Re: kupdate weirdness
From: Andrew Morton
Date: Thu Aug 02 2007 - 15:18:56 EST
On Thu, 02 Aug 2007 17:52:39 +0200
Miklos Szeredi <miklos@xxxxxxxxxx> wrote:
> > > The following strange behavior can be observed:
> > >
> > > 1. large file is written
> > > 2. after 30 seconds, nr_dirty goes down by 1024
> > > 3. then for some time (< 30 sec) nothing happens (disk idle)
> > > 4. then nr_dirty again goes down by 1024
> > > 5. repeat from 3. until whole file is written
> > >
> > > So basically a 4Mbyte chunk of the file is written every 30 seconds.
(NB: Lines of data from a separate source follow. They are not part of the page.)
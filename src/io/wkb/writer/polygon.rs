use bytes::{BufMut, Bytes, BytesMut};

use crate::error::Result;
use crate::io::wkb::common::{WKBType, WKB_HEADER_SIZE};
use crate::io::wkb::writer::{wkb_count, write_coord, write_header};

/// The byte length of a WKBPolygon whose rings hold the given number of points
pub fn polygon_wkb_size(ring_sizes: impl IntoIterator<Item = usize>) -> usize {
    let mut sum = WKB_HEADER_SIZE + 4;
    for num_points in ring_sizes {
        sum += 4 + num_points * 2 * 8;
    }
    sum
}

/// Write a Polygon geometry to a buffer encoded as WKB
///
/// The first ring is the exterior, the rest are interiors. Every count is checked before
/// anything is written.
pub fn write_polygon_as_wkb<R>(buf: &mut impl BufMut, rings: &[R]) -> Result<()>
where
    R: AsRef<[(f64, f64)]>,
{
    let num_rings = wkb_count(rings.len())?;
    let ring_sizes = rings
        .iter()
        .map(|ring| wkb_count(ring.as_ref().len()))
        .collect::<Result<Vec<_>>>()?;

    write_header(buf, WKBType::Polygon);
    buf.put_u32_le(num_rings);

    for (ring, num_points) in rings.iter().zip(ring_sizes) {
        buf.put_u32_le(num_points);
        for (x, y) in ring.as_ref() {
            write_coord(buf, *x, *y);
        }
    }
    Ok(())
}

/// Encode a sequence of rings as a WKB polygon.
pub fn encode_polygon<R>(rings: &[R]) -> Result<Bytes>
where
    R: AsRef<[(f64, f64)]>,
{
    let size = polygon_wkb_size(rings.iter().map(|ring| ring.as_ref().len()));
    let mut buf = BytesMut::with_capacity(size);
    write_polygon_as_wkb(&mut buf, rings)?;
    Ok(buf.freeze())
}
//! Binary and text encodings of the DSE custom types.
//!
//! Geometries travel as ISO WKB; date ranges use the compact layout of the server's
//! `DateRangeType` codec.

pub mod date_range;
pub mod wkb;
#[cfg(feature = "wkt")]
pub(crate) mod wkt;
use bytes::{BufMut, Bytes, BytesMut};

use crate::io::wkb::common::{WKBType, WKB_HEADER_SIZE};
use crate::io::wkb::writer::{write_coord, write_header};

/// The byte length of a WKBPoint
pub const fn point_wkb_size() -> usize {
    WKB_HEADER_SIZE + 2 * 8
}

/// Write a Point geometry to a buffer encoded as WKB
pub fn write_point_as_wkb(buf: &mut impl BufMut, x: f64, y: f64) {
    write_header(buf, WKBType::Point);
    write_coord(buf, x, y);
}

/// Encode a point as the buffer bound for the point custom type.
///
/// The output is always [`point_wkb_size`] bytes long. Non-finite coordinates are written
/// bit-for-bit and left for the server to reject.
pub fn encode_point(x: f64, y: f64) -> Bytes {
    let mut buf = BytesMut::with_capacity(point_wkb_size());
    write_point_as_wkb(&mut buf, x, y);
    buf.freeze()
}
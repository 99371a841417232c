use std::fmt;

use bytes::{BufMut, Bytes, BytesMut};

use crate::error::{DseError, Result};
use crate::io::wkb::writer::{write_coord, write_header};
use crate::io::wkb::{WKBPolygon, WKBType, WKB_HEADER_SIZE};
use crate::scalar::linestring::f64_le;
use crate::scalar::write_wkt_coords;

/// The fewest points a ring can close over.
const MIN_RING_POINTS: u32 = 3;

const HEADER_BYTES: usize = WKB_HEADER_SIZE + 4;

/// A polygon, stored as the WKB buffer that is bound for the polygon custom type.
///
/// Each ring is opened with [`start_ring`](Self::start_ring) and filled with
/// [`add_point`](Self::add_point); the first ring is the exterior. Counts in the buffer are
/// kept current, so [`bytes`](Self::bytes) is well-formed WKB at any time.
#[derive(Debug, Clone, PartialEq, Eq)]
pub struct Polygon {
    buf: BytesMut,
    num_rings: u32,
    /// Offset of the open ring's `numPoints` field
    ring_offset: usize,
    ring_points: u32,
    finished: bool,
}

impl Polygon {
    pub fn new() -> Self {
        let mut buf = BytesMut::with_capacity(HEADER_BYTES);
        write_header(&mut buf, WKBType::Polygon);
        // numRings
        buf.put_u32_le(0);

        Self {
            buf,
            num_rings: 0,
            ring_offset: 0,
            ring_points: 0,
            finished: false,
        }
    }

    /// Reserve space for `num_rings` more rings holding `num_points` points in total.
    pub fn reserve(&mut self, num_rings: usize, num_points: usize) {
        self.buf.reserve(num_rings * 4 + num_points * 2 * 8);
    }

    fn check_open(&self) -> Result<()> {
        if self.finished {
            return Err(DseError::InvalidState(
                "cannot modify a finished polygon".into(),
            ));
        }
        Ok(())
    }

    fn check_ring(&self) -> Result<()> {
        if self.num_rings > 0 && self.ring_points < MIN_RING_POINTS {
            return Err(DseError::InvalidState(
                format!(
                    "ring {} has {} points, a ring needs at least {MIN_RING_POINTS}",
                    self.num_rings - 1,
                    self.ring_points
                )
                .into(),
            ));
        }
        Ok(())
    }

    fn patch_u32(&mut self, offset: usize, value: u32) {
        self.buf[offset..offset + 4].copy_from_slice(&value.to_le_bytes());
    }

    /// Close the current ring, if any, and open a new one.
    pub fn start_ring(&mut self) -> Result<()> {
        self.check_open()?;
        self.check_ring()?;
        let num_rings = self.num_rings.checked_add(1).ok_or_else(|| {
            DseError::InvalidState("a polygon holds at most u32::MAX rings".into())
        })?;

        self.ring_offset = self.buf.len();
        self.ring_points = 0;
        // numPoints
        self.buf.put_u32_le(0);

        self.num_rings = num_rings;
        self.patch_u32(WKB_HEADER_SIZE, self.num_rings);
        Ok(())
    }

    /// Append a point to the current ring.
    pub fn add_point(&mut self, x: f64, y: f64) -> Result<()> {
        self.check_open()?;
        if self.num_rings == 0 {
            return Err(DseError::InvalidState(
                "start_ring must be called before adding points".into(),
            ));
        }

        let ring_points = self.ring_points.checked_add(1).ok_or_else(|| {
            DseError::InvalidState("a ring holds at most u32::MAX points".into())
        })?;

        write_coord(&mut self.buf, x, y);
        self.ring_points = ring_points;
        self.patch_u32(self.ring_offset, self.ring_points);
        Ok(())
    }

    /// Seal the polygon.
    ///
    /// A polygon with no rings is empty; otherwise the last ring needs at least three points.
    pub fn finish(&mut self) -> Result<()> {
        self.check_ring()?;
        self.finished = true;
        Ok(())
    }

    /// Drop every ring so the value can be built again.
    pub fn reset(&mut self) {
        self.buf.truncate(HEADER_BYTES);
        self.patch_u32(WKB_HEADER_SIZE, 0);
        self.num_rings = 0;
        self.ring_offset = 0;
        self.ring_points = 0;
        self.finished = false;
    }

    pub fn is_finished(&self) -> bool {
        self.finished
    }

    pub fn num_rings(&self) -> usize {
        self.num_rings as usize
    }

    /// The WKB encoding of this polygon.
    pub fn bytes(&self) -> &[u8] {
        &self.buf
    }

    /// A shareable copy of the WKB encoding.
    pub fn to_bytes(&self) -> Bytes {
        Bytes::copy_from_slice(&self.buf)
    }

    /// The points of each ring, exterior first.
    pub fn rings(&self) -> Vec<Vec<(f64, f64)>> {
        let mut rings = Vec::with_capacity(self.num_rings as usize);
        let mut offset = HEADER_BYTES;
        for _ in 0..self.num_rings {
            let mut count = [0u8; 4];
            count.copy_from_slice(&self.buf[offset..offset + 4]);
            let num_points = u32::from_le_bytes(count) as usize;
            offset += 4;

            let end = offset + num_points * 2 * 8;
            let ring = self.buf[offset..end]
                .chunks_exact(2 * 8)
                .map(|chunk| {
                    let (x, y) = chunk.split_at(8);
                    (f64_le(x), f64_le(y))
                })
                .collect();
            rings.push(ring);
            offset = end;
        }
        rings
    }

    /// Decode a WKB polygon into a finished value.
    pub fn from_wkb(buf: &[u8]) -> Result<Self> {
        let geom = WKBPolygon::try_new(buf)?;
        Self::from_rings(
            geom.rings()
                .iter()
                .map(|ring| ring.coords().map(|coord| coord.xy())),
        )
    }

    /// Build a finished polygon from its rings, exterior first.
    pub fn from_rings<R>(rings: impl IntoIterator<Item = R>) -> Result<Self>
    where
        R: IntoIterator<Item = (f64, f64)>,
    {
        let mut polygon = Self::new();
        for ring in rings {
            polygon.start_ring()?;
            for (x, y) in ring {
                polygon.add_point(x, y)?;
            }
        }
        polygon.finish()?;
        Ok(polygon)
    }

    /// Parse a `POLYGON (...)` WKT string into a finished value.
    #[cfg(feature = "wkt")]
    pub fn from_wkt(wkt_str: &str) -> Result<Self> {
        let geom: geo::Polygon = crate::io::wkt::parse_wkt(wkt_str)?;
        Self::try_from(&geom)
    }

    /// Convert to a `geo` polygon.
    ///
    /// `geo` closes every ring, so a ring whose last point differs from its first gains a
    /// closing point. [`rings`](Self::rings) returns the points as they were added.
    pub fn to_geo(&self) -> geo::Polygon {
        let mut rings = self
            .rings()
            .into_iter()
            .map(|ring| ring.into_iter().map(geo::Coord::from).collect::<geo::LineString>());
        let exterior = rings.next().unwrap_or_else(|| geo::LineString::new(vec![]));
        geo::Polygon::new(exterior, rings.collect())
    }
}

impl Default for Polygon {
    fn default() -> Self {
        Self::new()
    }
}

impl TryFrom<&geo::Polygon> for Polygon {
    type Error = DseError;

    /// An empty exterior with no interiors becomes an empty polygon. Otherwise every ring is
    /// kept in place, so an empty exterior with holes or an empty hole is rejected.
    fn try_from(value: &geo::Polygon) -> Result<Self> {
        if value.exterior().0.is_empty() {
            if value.interiors().is_empty() {
                return Self::from_rings(std::iter::empty::<Vec<(f64, f64)>>());
            }
            return Err(DseError::InvalidState(
                "a polygon with interior rings needs an exterior ring".into(),
            ));
        }

        let rings = std::iter::once(value.exterior())
            .chain(value.interiors())
            .map(|ring| ring.coords().map(|c| (c.x, c.y)));
        Self::from_rings(rings)
    }
}

impl From<&Polygon> for geo::Polygon {
    fn from(value: &Polygon) -> Self {
        value.to_geo()
    }
}

impl fmt::Display for Polygon {
    fn fmt(&self, f: &mut fmt::Formatter<'_>) -> fmt::Result {
        if self.num_rings == 0 {
            return f.write_str("POLYGON EMPTY");
        }
        f.write_str("POLYGON (")?;
        for (i, ring) in self.rings().into_iter().enumerate() {
            if i > 0 {
                f.write_str(", ")?;
            }
            f.write_str("(")?;
            write_wkt_coords(f, ring)?;
            f.write_str(")")?;
        }
        f.write_str(")")
    }
}
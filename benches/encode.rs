use criterion::{black_box, criterion_group, criterion_main, Criterion};
use dse_geo::{
    decode_date_range, encode_date_range, encode_point, DateRange, DateRangeBound,
    DateRangePrecision, LineString, Polygon,
};

fn circle(num_points: usize, radius: f64) -> Vec<(f64, f64)> {
    (0..num_points)
        .map(|i| {
            let theta = i as f64 / num_points as f64 * std::f64::consts::TAU;
            (radius * theta.cos(), radius * theta.sin())
        })
        .collect()
}

pub fn criterion_benchmark(c: &mut Criterion) {
    c.bench_function("encode point", |b| {
        b.iter(|| encode_point(black_box(1.5), black_box(-2.25)))
    });

    let points = circle(1_000, 10.);
    c.bench_function("build line string with 1000 points", |b| {
        b.iter(|| {
            let mut line_string = LineString::new();
            line_string.reserve(points.len());
            for &(x, y) in &points {
                line_string.add_point(x, y).unwrap();
            }
            line_string.finish().unwrap();
            line_string
        })
    });

    let exterior = circle(1_000, 10.);
    let hole = circle(100, 1.);
    c.bench_function("build polygon with one hole", |b| {
        b.iter(|| Polygon::from_rings([exterior.iter().copied(), hole.iter().copied()]).unwrap())
    });

    let range = DateRange::closed(
        DateRangeBound::new(DateRangePrecision::Millisecond, 1_486_094_706_007),
        DateRangeBound::new(DateRangePrecision::Year, 1_514_764_800_000),
    );
    let encoded = encode_date_range(&range);
    c.bench_function("encode date range", |b| {
        b.iter(|| encode_date_range(black_box(&range)))
    });
    c.bench_function("decode date range", |b| {
        b.iter(|| decode_date_range(black_box(&encoded)).unwrap())
    });
}

criterion_group!(benches, criterion_benchmark);
criterion_main!(benches);
mod coord;
mod linearring;
mod linestring;
mod point;
mod polygon;

pub use coord::WKBCoord;
pub use linearring::WKBLinearRing;
pub use linestring::WKBLineString;
pub use point::WKBPoint;
pub use polygon::WKBPolygon;

use byteorder::{BigEndian, ByteOrder, LittleEndian};

use crate::error::{DseError, Result};
use crate::io::wkb::common::{Endianness, WKBType};

/// Check the header of a WKB buffer against the expected geometry type and return its byte
/// order.
pub(crate) fn read_header(buf: &[u8], expected: WKBType) -> Result<Endianness> {
    let wkb_type = WKBType::from_buffer(buf)?;
    if wkb_type != expected {
        return Err(DseError::Wkb(format!(
            "Expected {expected:?}, found {wkb_type:?}"
        )));
    }
    Endianness::try_from(buf[0])
}

/// Read a `u32` count at `offset`, failing if the buffer ends first.
pub(crate) fn read_count(buf: &[u8], byte_order: Endianness, offset: usize) -> Result<usize> {
    ensure_len(buf, offset + 4)?;
    let count = match byte_order {
        Endianness::BigEndian => BigEndian::read_u32(&buf[offset..]),
        Endianness::LittleEndian => LittleEndian::read_u32(&buf[offset..]),
    };
    Ok(count as usize)
}

/// The byte length of `num_points` XY coordinates, or `None` when it cannot be addressed.
pub(crate) fn coords_size(num_points: usize) -> Option<usize> {
    num_points.checked_mul(2 * 8)
}

pub(crate) fn ensure_len(buf: &[u8], len: usize) -> Result<()> {
    if buf.len() < len {
        return Err(DseError::NotEnoughData {
            expected: len,
            found: buf.len(),
        });
    }
    Ok(())
}

/// Reject bytes left over after a complete geometry.
pub(crate) fn ensure_consumed(buf: &[u8], size: usize) -> Result<()> {
    if buf.len() > size {
        return Err(DseError::Wkb(format!(
            "{} trailing bytes after geometry",
            buf.len() - size
        )));
    }
    Ok(())
}
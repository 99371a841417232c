use std::fmt;

use bytes::{BufMut, Bytes, BytesMut};

use crate::error::{DseError, Result};
use crate::io::wkb::writer::{write_coord, write_header};
use crate::io::wkb::{line_string_wkb_size, WKBLineString, WKBType, WKB_HEADER_SIZE};
use crate::scalar::write_wkt_coords;

/// A line string, stored as the WKB buffer that is bound for the line string custom type.
///
/// Points are appended with [`add_point`](Self::add_point) and the value is sealed with
/// [`finish`](Self::finish). The point count in the buffer is kept current, so [`bytes`](Self::bytes)
/// is well-formed WKB at any time.
#[derive(Debug, Clone, PartialEq, Eq)]
pub struct LineString {
    buf: BytesMut,
    num_points: u32,
    finished: bool,
}

impl LineString {
    pub fn new() -> Self {
        let mut buf = BytesMut::with_capacity(line_string_wkb_size(0));
        write_header(&mut buf, WKBType::LineString);
        // numPoints
        buf.put_u32_le(0);

        Self {
            buf,
            num_points: 0,
            finished: false,
        }
    }

    /// Reserve space for `num_points` more points.
    pub fn reserve(&mut self, num_points: usize) {
        self.buf.reserve(num_points * 2 * 8);
    }

    /// Append a point.
    ///
    /// Fails once the line string is finished.
    pub fn add_point(&mut self, x: f64, y: f64) -> Result<()> {
        if self.finished {
            return Err(DseError::InvalidState(
                "cannot add a point to a finished line string".into(),
            ));
        }

        let num_points = self.num_points.checked_add(1).ok_or_else(|| {
            DseError::InvalidState("a line string holds at most u32::MAX points".into())
        })?;

        write_coord(&mut self.buf, x, y);
        self.num_points = num_points;
        self.buf[WKB_HEADER_SIZE..WKB_HEADER_SIZE + 4]
            .copy_from_slice(&self.num_points.to_le_bytes());
        Ok(())
    }

    /// Seal the line string.
    ///
    /// A line string needs zero points (empty) or at least two.
    pub fn finish(&mut self) -> Result<()> {
        if self.num_points == 1 {
            return Err(DseError::InvalidState(
                "a line string must have zero or at least two points".into(),
            ));
        }
        self.finished = true;
        Ok(())
    }

    /// Drop every point so the value can be built again.
    pub fn reset(&mut self) {
        self.buf.truncate(line_string_wkb_size(0));
        self.buf[WKB_HEADER_SIZE..WKB_HEADER_SIZE + 4].copy_from_slice(&0u32.to_le_bytes());
        self.num_points = 0;
        self.finished = false;
    }

    pub fn is_finished(&self) -> bool {
        self.finished
    }

    pub fn num_points(&self) -> usize {
        self.num_points as usize
    }

    /// The WKB encoding of this line string.
    pub fn bytes(&self) -> &[u8] {
        &self.buf
    }

    /// A shareable copy of the WKB encoding.
    pub fn to_bytes(&self) -> Bytes {
        Bytes::copy_from_slice(&self.buf)
    }

    /// The points of this line string, in order.
    pub fn points(&self) -> impl ExactSizeIterator<Item = (f64, f64)> + '_ {
        self.buf[line_string_wkb_size(0)..]
            .chunks_exact(2 * 8)
            .map(|chunk| {
                let (x, y) = chunk.split_at(8);
                (f64_le(x), f64_le(y))
            })
    }

    /// Decode a WKB line string into a finished value.
    pub fn from_wkb(buf: &[u8]) -> Result<Self> {
        let geom = WKBLineString::try_new(buf)?;
        Self::from_points(geom.coords().map(|coord| coord.xy()))
    }

    /// Build a finished line string from its points.
    pub fn from_points(points: impl IntoIterator<Item = (f64, f64)>) -> Result<Self> {
        let points = points.into_iter();
        let mut line_string = Self::new();
        line_string.reserve(points.size_hint().0);
        for (x, y) in points {
            line_string.add_point(x, y)?;
        }
        line_string.finish()?;
        Ok(line_string)
    }

    /// Parse a `LINESTRING (...)` WKT string into a finished value.
    #[cfg(feature = "wkt")]
    pub fn from_wkt(wkt_str: &str) -> Result<Self> {
        let geom: geo::LineString = crate::io::wkt::parse_wkt(wkt_str)?;
        Self::try_from(&geom)
    }

    pub fn to_geo(&self) -> geo::LineString {
        self.points().map(geo::Coord::from).collect()
    }
}

impl Default for LineString {
    fn default() -> Self {
        Self::new()
    }
}

pub(crate) fn f64_le(bytes: &[u8]) -> f64 {
    let mut buf = [0u8; 8];
    buf.copy_from_slice(bytes);
    f64::from_le_bytes(buf)
}

impl TryFrom<&geo::LineString> for LineString {
    type Error = DseError;

    fn try_from(value: &geo::LineString) -> Result<Self> {
        Self::from_points(value.coords().map(|c| (c.x, c.y)))
    }
}

impl From<&LineString> for geo::LineString {
    fn from(value: &LineString) -> Self {
        value.to_geo()
    }
}

impl fmt::Display for LineString {
    fn fmt(&self, f: &mut fmt::Formatter<'_>) -> fmt::Result {
        if self.num_points == 0 {
            return f.write_str("LINESTRING EMPTY");
        }
        f.write_str("LINESTRING (")?;
        write_wkt_coords(f, self.points())?;
        f.write_str(")")
    }
}

#[cfg(test)]
mod test {
    use super::*;
    use crate::io::wkb::encode_line_string;
    use crate::test::linestring::{ls0, ls1};

    #[test]
    fn builder_matches_encoder() {
        let mut line_string = LineString::new();
        line_string.reserve(3);
        line_string.add_point(3., 4.).unwrap();
        line_string.add_point(5., 6.).unwrap();
        line_string.add_point(-7.5, 8.25).unwrap();
        line_string.finish().unwrap();

        let expected = encode_line_string(vec![(3., 4.), (5., 6.), (-7.5, 8.25)]).unwrap();
        assert_eq!(line_string.bytes(), expected.as_ref());
        assert_eq!(line_string.to_geo(), ls1());
    }

    #[test]
    fn bytes_are_valid_while_building() {
        let mut line_string = LineString::new();
        line_string.add_point(0., 1.).unwrap();

        let geom = WKBLineString::try_new(line_string.bytes()).unwrap();
        assert_eq!(geom.num_points(), 1);
    }

    #[test]
    fn single_point_is_rejected() {
        let mut line_string = LineString::new();
        line_string.add_point(0., 1.).unwrap();
        assert!(matches!(
            line_string.finish(),
            Err(DseError::InvalidState(_))
        ));
        assert!(!line_string.is_finished());
    }

    #[test]
    fn empty_line_string() {
        let mut line_string = LineString::new();
        line_string.finish().unwrap();
        assert_eq!(line_string.num_points(), 0);
        assert_eq!(line_string.to_string(), "LINESTRING EMPTY");
    }

    #[test]
    fn add_after_finish() {
        let mut line_string = LineString::try_from(&ls0()).unwrap();
        assert!(matches!(
            line_string.add_point(9., 9.),
            Err(DseError::InvalidState(_))
        ));

        line_string.reset();
        assert_eq!(line_string, LineString::new());
        line_string.add_point(9., 9.).unwrap();
    }

    #[test]
    fn point_count_overflow() {
        let mut line_string = LineString::new();
        line_string.num_points = u32::MAX;
        let before = line_string.bytes().to_vec();

        assert!(matches!(
            line_string.add_point(0., 0.),
            Err(DseError::InvalidState(_))
        ));
        assert_eq!(line_string.num_points, u32::MAX);
        assert_eq!(line_string.bytes(), before.as_slice());
    }

    #[test]
    fn wkb_round_trip() {
        let line_string = LineString::try_from(&ls1()).unwrap();
        let decoded = LineString::from_wkb(line_string.bytes()).unwrap();
        assert_eq!(decoded, line_string);
    }

    #[test]
    fn wkt() {
        let line_string = LineString::try_from(&ls0()).unwrap();
        assert_eq!(line_string.to_string(), "LINESTRING (0 1, 1 2)");

        #[cfg(feature = "wkt")]
        {
            let parsed = LineString::from_wkt("LINESTRING (0 1, 1 2)").unwrap();
            assert_eq!(parsed, line_string);
            assert!(LineString::from_wkt("LINESTRING (0 1)").is_err());
        }
    }
}
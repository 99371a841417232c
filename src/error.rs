//! Defines [`DseError`], representing all errors returned by this crate, and the driver status
//! codes they map to.

use std::borrow::Cow;
use std::fmt::Debug;

use num_enum::{IntoPrimitive, TryFromPrimitive};
use thiserror::Error;

/// Enum with all errors in this crate.
#[derive(Error, Debug)]
#[non_exhaustive]
pub enum DseError {
    /// A statement rejected a binding.
    #[error(transparent)]
    Bind(#[from] BindError),

    /// An operation was called on a value in the wrong state, e.g. finishing a line string
    /// that holds a single point.
    #[error("Invalid state: {0}")]
    InvalidState(Cow<'static, str>),

    /// A buffer ended before the value it encodes.
    #[error("Not enough data: expected {expected} bytes, found {found}")]
    NotEnoughData {
        /// Bytes needed to continue decoding.
        expected: usize,
        /// Bytes left in the buffer.
        found: usize,
    },

    /// A buffer holds a value that does not conform to its wire format.
    #[error("Invalid data: {0}")]
    InvalidData(String),

    /// WKB Error
    #[error("WKB error: {0}")]
    Wkb(String),

    /// WKT Error
    #[error("WKT error: {0}")]
    Wkt(String),

    /// [std::io::Error]
    #[error(transparent)]
    IOError(#[from] std::io::Error),
}

impl DseError {
    /// The driver status code for this error.
    pub fn code(&self) -> ErrorCode {
        match self {
            DseError::Bind(err) => err.code(),
            DseError::InvalidState(_) => ErrorCode::LibInvalidState,
            DseError::NotEnoughData { .. } => ErrorCode::LibNotEnoughData,
            DseError::InvalidData(_) | DseError::Wkb(_) | DseError::Wkt(_) => {
                ErrorCode::LibInvalidData
            }
            DseError::IOError(_) => ErrorCode::LibInternalError,
        }
    }
}

/// Crate-specific result type.
pub type Result<T> = std::result::Result<T, DseError>;

/// Errors reported by [`BoundStatement`](crate::statement::BoundStatement) when a binding site
/// cannot accept a value.
#[derive(Error, Debug, Clone, PartialEq, Eq)]
pub enum BindError {
    /// The positional index is past the last parameter.
    #[error("Index {index} out of bounds for statement with {count} parameters")]
    IndexOutOfBounds {
        /// Requested index.
        index: usize,
        /// Number of parameters in the statement.
        count: usize,
    },

    /// No parameter carries the given name.
    #[error("Parameter name does not exist: {0}")]
    NameDoesNotExist(String),

    /// The parameter's declared type does not accept the value's custom type.
    #[error("Invalid value type: parameter is {expected}, value is {found}")]
    InvalidValueType {
        /// Declared type of the parameter.
        expected: String,
        /// Custom type class name of the bound value.
        found: String,
    },
}

impl BindError {
    /// The driver status code for this error.
    pub fn code(&self) -> ErrorCode {
        match self {
            BindError::IndexOutOfBounds { .. } => ErrorCode::LibIndexOutOfBounds,
            BindError::NameDoesNotExist(_) => ErrorCode::LibNameDoesNotExist,
            BindError::InvalidValueType { .. } => ErrorCode::LibInvalidValueType,
        }
    }
}

/// Driver status codes, laid out as `(source << 24) | code` with the library source (`1`).
#[derive(Clone, Copy, Debug, PartialEq, Eq, Hash, TryFromPrimitive, IntoPrimitive)]
#[repr(u32)]
pub enum ErrorCode {
    /// Success
    Ok = 0,
    /// `CASS_ERROR_LIB_INDEX_OUT_OF_BOUNDS`
    LibIndexOutOfBounds = 0x0100_000B,
    /// `CASS_ERROR_LIB_INVALID_VALUE_TYPE`
    LibInvalidValueType = 0x0100_000D,
    /// `CASS_ERROR_LIB_NAME_DOES_NOT_EXIST`
    LibNameDoesNotExist = 0x0100_0012,
    /// `CASS_ERROR_LIB_INTERNAL_ERROR`
    LibInternalError = 0x0100_001C,
    /// `CASS_ERROR_LIB_INVALID_DATA`
    LibInvalidData = 0x0100_001E,
    /// `CASS_ERROR_LIB_NOT_ENOUGH_DATA`
    LibNotEnoughData = 0x0100_001F,
    /// `CASS_ERROR_LIB_INVALID_STATE`
    LibInvalidState = 0x0100_0020,
}

impl<E: Into<DseError>> From<std::result::Result<(), E>> for ErrorCode {
    fn from(value: std::result::Result<(), E>) -> Self {
        match value {
            Ok(()) => ErrorCode::Ok,
            Err(err) => err.into().code(),
        }
    }
}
> > > I'm quite sure this is not the intended behavior.
> > >
> > > The reason seems to be that __sync_single_inode() will move the
> > > partially written inode from s_io onto s_dirty, and sync_sb_inode()
> > > will not splice it back onto s_io until the rest of the inodes on s_io
> > > has been processed.
> >
> > It does all sorts of weird crap.
> >
> > > Since there will probably be a recently dirtied inode on s_io, this
> > > will take some of time, but always less than 30 sec.
> > >
> > > I don't know what's the easiest solution.
> > >
> > > Any ideas?
> >
> > Try 2.6.23-rc1-mm2.
>
> Much better, but still not perfect.
I've kinda lost track of the status of all these patches. I _think_ Ken
has identified a remaining problem even after his
writeback-fix-periodic-superblock-dirty-inode-flushing.patch, but maybe I
misremember.
Ken, can you remind us of the status there, please?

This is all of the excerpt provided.